Djeha était à sa fenêtre quand il vit un enterrement
descendant sa rue. Les proches du défunt pleuraient.
- Cher disparu ! Tu vas aller rejoindre un endroit où il
n'y a ni lumière, ni feu, ni nourriture, ni eau. Quelle
tristesse !
Djeha se tourna vers sa femme et lui dit :
- Vite ! Vite ! Ferme la porte d'entrée. D'après ce qu'ils
disent, ils vont amener le mort chez nous.
Djeha était imam et faisait un sermon sur les femmes
qui se fardent.
- C'est mauvais et scandaleux. C'est impur et indécent !

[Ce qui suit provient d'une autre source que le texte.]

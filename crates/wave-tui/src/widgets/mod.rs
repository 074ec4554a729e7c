pub mod progress_bar;
pub mod search_input;
pub mod toast;
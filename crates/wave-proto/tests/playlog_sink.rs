//! Play-event dispatch against a mock realtime-database endpoint.

use std::sync::Arc;

use wave_proto::config::{PlayLogConfig, UserConfig};
use wave_proto::playlog::{Identity, PlayLogger, RtdbSink};
use wave_proto::track::TrackRef;
use wiremock::matchers::{method, path};
use wiremock::{Mock, MockServer, ResponseTemplate};

fn track() -> TrackRef {
    TrackRef::new("77", "Kun Faya Kun", "A. R. Rahman", "https://art/300x300.jpg", Some("https://p/77".into()))
}

#[tokio::test]
async fn test_dispatch_posts_event_for_guest() {
    let server = MockServer::start().await;
    Mock::given(method("POST"))
        .and(path("/songLog/guests/guest_1_abcdefghi.json"))
        .respond_with(ResponseTemplate::new(200).set_body_string(r#"{"name":"-Nx"}"#))
        .expect(1)
        .mount(&server)
        .await;

    let sink = RtdbSink::new(&server.uri()).unwrap();
    let logger = PlayLogger::new(
        Arc::new(sink),
        Identity::Guest {
            client_id: "guest_1_abcdefghi".into(),
        },
    );
    logger.dispatch(&track()).await.unwrap();

    let requests = server.received_requests().await.unwrap();
    let body: serde_json::Value = serde_json::from_slice(&requests[0].body).unwrap();
    assert_eq!(body["trackId"], "77");
    assert_eq!(body["title"], "Kun Faya Kun");
    assert_eq!(body["userName"], "Guest");
    assert!(body["epochMs"].is_i64());
}

#[tokio::test]
async fn test_sink_failure_is_swallowed() {
    let server = MockServer::start().await;
    Mock::given(method("POST"))
        .respond_with(ResponseTemplate::new(401))
        .expect(1)
        .mount(&server)
        .await;

    let logger = PlayLogger::new(
        Arc::new(RtdbSink::new(&server.uri()).unwrap()),
        Identity::Guest { client_id: "g".into() },
    );
    // the task finishes normally even though the sink rejected the event
    assert!(logger.dispatch(&track()).await.is_ok());
}

#[tokio::test]
async fn test_configured_user_identity() {
    let server = MockServer::start().await;
    Mock::given(method("POST"))
        .and(path("/songLog/users/uid-1.json"))
        .respond_with(ResponseTemplate::new(200))
        .expect(1)
        .mount(&server)
        .await;

    let dir = tempfile::TempDir::new().unwrap();
    let config = PlayLogConfig {
        database_url: Some(server.uri()),
        user: Some(UserConfig {
            uid: "uid-1".into(),
            display_name: Some("Meera".into()),
            email: Some("meera@example.com".into()),
        }),
        client_id_file: dir.path().join("client_id"),
    };
    let logger = PlayLogger::from_config(&config).unwrap();
    assert_eq!(logger.identity().kind(), "users");
    logger.dispatch(&track()).await.unwrap();

    // no guest id is created for a signed-in user
    assert!(!dir.path().join("client_id").exists());
}

#[test]
fn test_guest_id_is_persisted() {
    let dir = tempfile::TempDir::new().unwrap();
    let file = dir.path().join("sub").join("client_id");
    let first = wave_proto::playlog::guest_client_id(&file);
    let second = wave_proto::playlog::guest_client_id(&file);
    assert!(first.starts_with("guest_"));
    assert_eq!(first, second);
}
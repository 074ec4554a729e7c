//! AppState — everything the UI shows, and the key handling that changes it.
//!
//! Pure state: no terminal, no network.  Key presses and async results come
//! in, `Action`s for the App to carry out go out.  The draw code only reads
//! it.

use std::time::Instant;

use ratatui::crossterm::event::{KeyCode, KeyEvent, KeyModifiers};
use tracing::debug;

use wave_proto::catalog::SearchResults;
use wave_proto::config::Config;
use wave_proto::debounce::Debounce;
use wave_proto::discover::{GenreChange, GenreSelection, Spotlight};
use wave_proto::history::HistoryEntry;
use wave_proto::protocol::{Broadcast, NowPlaying, PlayerState};
use wave_proto::track::{TrackCard, TrackRef};

use crate::action::{Action, SearchRequest, Tab};
use crate::widgets::search_input::{InputAction, SearchInput};
use crate::widgets::toast::Toasts;

/// Seek step for `,` / `.`, seconds.
const SEEK_STEP_SECS: f64 = 5.0;

// ── list panes ────────────────────────────────────────────────────────────────

#[derive(Debug, Clone, PartialEq, Eq, Default)]
pub enum PaneStatus {
    #[default]
    Idle,
    Loading,
    Ready,
    /// Loaded but nothing to show; carries the message.
    Empty(String),
    Failed(String),
}

#[derive(Debug, Clone)]
pub struct ListPane<T> {
    items: Vec<T>,
    selected: usize,
    status: PaneStatus,
}

impl<T> Default for ListPane<T> {
    fn default() -> Self {
        Self {
            items: Vec::new(),
            selected: 0,
            status: PaneStatus::Idle,
        }
    }
}

impl<T> ListPane<T> {
    pub fn items(&self) -> &[T] {
        &self.items
    }

    pub fn selected_index(&self) -> usize {
        self.selected
    }

    pub fn selected(&self) -> Option<&T> {
        self.items.get(self.selected)
    }

    pub fn status(&self) -> &PaneStatus {
        &self.status
    }

    pub fn set_loading(&mut self) {
        self.status = PaneStatus::Loading;
    }

    pub fn set_items(&mut self, items: Vec<T>, empty_message: impl Into<String>) {
        self.status = if items.is_empty() {
            PaneStatus::Empty(empty_message.into())
        } else {
            PaneStatus::Ready
        };
        self.items = items;
        self.selected = self.selected.min(self.items.len().saturating_sub(1));
    }

    /// Replace the items, keeping the status.
    pub fn replace_items(&mut self, items: Vec<T>) {
        self.items = items;
        self.selected = self.selected.min(self.items.len().saturating_sub(1));
    }

    pub fn set_failed(&mut self, message: impl Into<String>) {
        self.items.clear();
        self.selected = 0;
        self.status = PaneStatus::Failed(message.into());
    }

    pub fn move_by(&mut self, delta: isize) {
        if self.items.is_empty() {
            return;
        }
        let max = self.items.len() - 1;
        self.selected = self.selected.saturating_add_signed(delta).min(max);
    }

    pub fn first(&mut self) {
        self.selected = 0;
    }

    pub fn last(&mut self) {
        self.selected = self.items.len().saturating_sub(1);
    }
}

#[derive(Debug, Clone, Copy, PartialEq, Eq)]
pub enum GenreFocus {
    Tiles,
    Tracks,
}

// ── app state ─────────────────────────────────────────────────────────────────

pub struct AppState {
    pub tab: Tab,

    // search
    pub search_input: SearchInput,
    debounce: Debounce<String>,
    next_seq: u64,
    latest_seq: u64,
    latest_done: bool,
    pub search: ListPane<TrackCard>,
    pub search_info: String,
    pub chips: Vec<String>,
    pub chip_cursor: usize,

    pub trending: ListPane<TrackRef>,

    // genres
    pub genres: Vec<String>,
    pub genre_cursor: usize,
    pub genre_selection: GenreSelection,
    pub genre_focus: GenreFocus,
    pub genre_tracks: ListPane<TrackCard>,

    pub featured_artist: String,
    pub spotlight: Option<Spotlight>,
    pub spotlight_status: PaneStatus,

    pub history: ListPane<HistoryEntry>,
    pub confirm_clear: bool,

    pub now_playing: NowPlaying,
    pub toasts: Toasts,
    pub should_quit: bool,
}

Mes frères, ne permettez pas à vos femmes de mettre du
kohl sur leurs sourcils et de la poudre de riz sur leurs
joues. C'est honteux !
- Mais Djeha Effendi, objecta l'auditoire, ta propre
femme se farde !
- C’est vrai, c'est vrai dit Djeha en souriant, cela lui va
très bien, n'est-ce pas ?
Djeha étant le seul au village à savoir lire et écrire,
quelqu'un vient lui demander d'écrire une lettre.
- Impossible, dit Djeha, j'ai mal aux pieds.
- Qu'as-tu besoin de tes pieds pour écrire une lettre ?
- Non, mais j'écris tellement mal qu'il me faudrait
porter la lettre chez le destinataire pour la lui lire !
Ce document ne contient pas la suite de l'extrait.